Group of Eleven (G11) is a forum, constituted by mostly developing countries aimed at easing their debt burden (government debt), narrowing the income gap with rich countries and lifting their people out of poverty.

History

King Abdullah of Jordan first proposed the group in 2005.

Objective
The group of eleven is a forum, constituted by mostly developing countries aimed at easing their debt burden and narrowing the gap with rich countries to lift, ‘millions out of poverty’. The specific aim is to garner market access and writing off of the debt burden so that these countries can focus all their resources on generating growth and stability.

Creation
The group was created on 20 September 2006. The group comprises mostly lower-middle-income countries.

Members
The members consist of Jordan, Croatia, Ecuador, Georgia, El Salvador, Honduras, Indonesia, Morocco, Pakistan, Paraguay, and Sri Lanka.

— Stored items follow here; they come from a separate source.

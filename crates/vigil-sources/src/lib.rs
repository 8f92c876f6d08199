pub mod battery;
pub mod error;
pub mod resource;
pub mod runner;
pub mod runtime;

pub use error::SourceError;
pub use resource::{ResourceSampler, SysinfoSampler};
pub use runner::{GitHubConfig, GitHubRunnerDirectory, RunnerDirectory};
pub use runtime::{DockerConfig, DockerRuntimeClient, RuntimeClient};
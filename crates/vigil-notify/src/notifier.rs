use crate::message::NotifyMessage;
use async_trait::async_trait;

/// 通知错误
#[derive(Debug, thiserror::Error)]
pub enum NotifierError {
    #[error("HTTP request failed: {0}")]
    Http(#[from] reqwest::Error),

    #[error("Unexpected response status: {0}")]
    Status(u16),

    #[error("Configuration error: {0}")]
    Config(String),
}

/// 通知渠道接口
#[async_trait]
pub trait Notifier: Send + Sync {
    async fn send(&self, message: &NotifyMessage) -> Result<(), NotifierError>;

    fn name(&self) -> &str;

    fn is_enabled(&self) -> bool {
        true
    }
}
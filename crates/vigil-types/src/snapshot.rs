use chrono::{DateTime, Utc};
use serde::{Deserialize, Serialize};

/// 被监控但运行时中不存在的容器所使用的状态值
pub const NOT_FOUND_STATE: &str = "not-found";

/// 主机资源快照
#[derive(Debug, Clone, PartialEq, Serialize, Deserialize)]
pub struct ResourceSnapshot {
    pub cpu_usage_pct: f64,
    pub ram_usage_pct: f64,
    pub ram_used_bytes: u64,
    pub ram_total_bytes: u64,
    pub disk_usage_pct: f64,
    pub disk_used_bytes: u64,
    pub disk_total_bytes: u64,
    /// 电池电量，与 `power_connected` 同时存在或同时缺失
    pub battery_pct: Option<u8>,
    pub power_connected: Option<bool>,
    pub timestamp: DateTime<Utc>,
}

impl ResourceSnapshot {
    /// 不含电池信息的快照
    pub fn new(
        cpu_usage_pct: f64,
        (ram_used_bytes, ram_total_bytes): (u64, u64),
        (disk_used_bytes, disk_total_bytes): (u64, u64),
    ) -> Self {
        Self {
            cpu_usage_pct: clamp_pct(cpu_usage_pct),
            ram_usage_pct: usage_pct(ram_used_bytes, ram_total_bytes),
            ram_used_bytes,
            ram_total_bytes,
            disk_usage_pct: usage_pct(disk_used_bytes, disk_total_bytes),
            disk_used_bytes,
            disk_total_bytes,
            battery_pct: None,
            power_connected: None,
            timestamp: Utc::now(),
        }
    }

    pub fn with_battery(mut self, pct: u8, power_connected: bool) -> Self {
        self.battery_pct = Some(pct.min(100));
        self.power_connected = Some(power_connected);
        self
    }

    /// 电池电量与供电状态
    pub fn battery(&self) -> Option<(u8, bool)> {
        match (self.battery_pct, self.power_connected) {
            (Some(pct), Some(connected)) => Some((pct, connected)),
            _ => None,
        }
    }
}

fn clamp_pct(value: f64) -> f64 {
    if value.is_nan() {
        return 0.0;
    }
    value.clamp(0.0, 100.0)
}

fn usage_pct(used: u64, total: u64) -> f64 {
    if total == 0 {
        return 0.0;
    }
    clamp_pct(used as f64 / total as f64 * 100.0)
}

/// 单个容器状态
#[derive(Debug, Clone, PartialEq, Eq, Serialize, Deserialize)]
pub struct ContainerState {
    pub name: String,
    pub id: String,
    pub runtime_state: String,
    pub status_text: String,
    pub is_running: bool,
    pub is_restarting: bool,
    pub restart_count: u32,
}

impl ContainerState {
    /// 期望存在但运行时从未创建的容器
    pub fn not_found(name: impl Into<String>) -> Self {
        Self {
            name: name.into(),
            id: NOT_FOUND_STATE.to_string(),
            runtime_state: NOT_FOUND_STATE.to_string(),
            status_text: "Container not found".to_string(),
            is_running: false,
            is_restarting: false,
            restart_count: 0,
        }
    }

    pub fn is_missing(&self) -> bool {
        self.runtime_state == NOT_FOUND_STATE
    }

    /// 已被创建但当前未运行
    pub fn is_stopped(&self) -> bool {
        !self.is_running && !self.is_missing()
    }
}

/// 容器运行时快照
#[derive(Debug, Clone, PartialEq, Serialize, Deserialize)]
pub struct RuntimeSnapshot {
    pub daemon_reachable: bool,
    pub containers: Vec<ContainerState>,
    pub timestamp: DateTime<Utc>,
}

impl RuntimeSnapshot {
    pub fn reachable(containers: Vec<ContainerState>) -> Self {
        Self {
            daemon_reachable: true,
            containers,
            timestamp: Utc::now(),
        }
    }

    /// 守护进程不可达时容器列表恒为空
    pub fn unreachable() -> Self {
        Self {
            daemon_reachable: false,
            containers: Vec::new(),
            timestamp: Utc::now(),
        }
    }
}

/// CI Runner 状态
#[derive(Debug, Clone, PartialEq, Eq, Serialize, Deserialize)]
pub struct RunnerState {
    pub id: u64,
    pub name: String,
    pub status_text: String,
    pub is_online: bool,
    pub is_busy: bool,
    pub labels: Vec<String>,
}

/// CI Runner 快照，空列表表示“无数据”
#[derive(Debug, Clone, PartialEq, Serialize, Deserialize)]
pub struct RunnerSnapshot {
    pub runners: Vec<RunnerState>,
    pub timestamp: DateTime<Utc>,
}

impl RunnerSnapshot {
    pub fn new(runners: Vec<RunnerState>) -> Self {
        Self {
            runners,
            timestamp: Utc::now(),
        }
    }

    pub fn empty() -> Self {
        Self::new(Vec::new())
    }
}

The request is made to the G8.

May 2007 summit

G11 developing countries at their Summit at the Jordanian Dead Sea resort have agreed to push for cooperation with G8 industrialized nations to ease their debts and build prosperous economies. These countries and in fact most of the developing countries require fiscal and monetary space to maintain momentum on progress to lay the foundation for a diversified and sustainable economic growth.

The group asked for exploring avenues for enhancing cooperation among member states to shape their future development needs and strategies as well as greater cooperation with international partners for market access, enhanced productive capacities and development of scientific and technological skills and converting debts to financing aid projects.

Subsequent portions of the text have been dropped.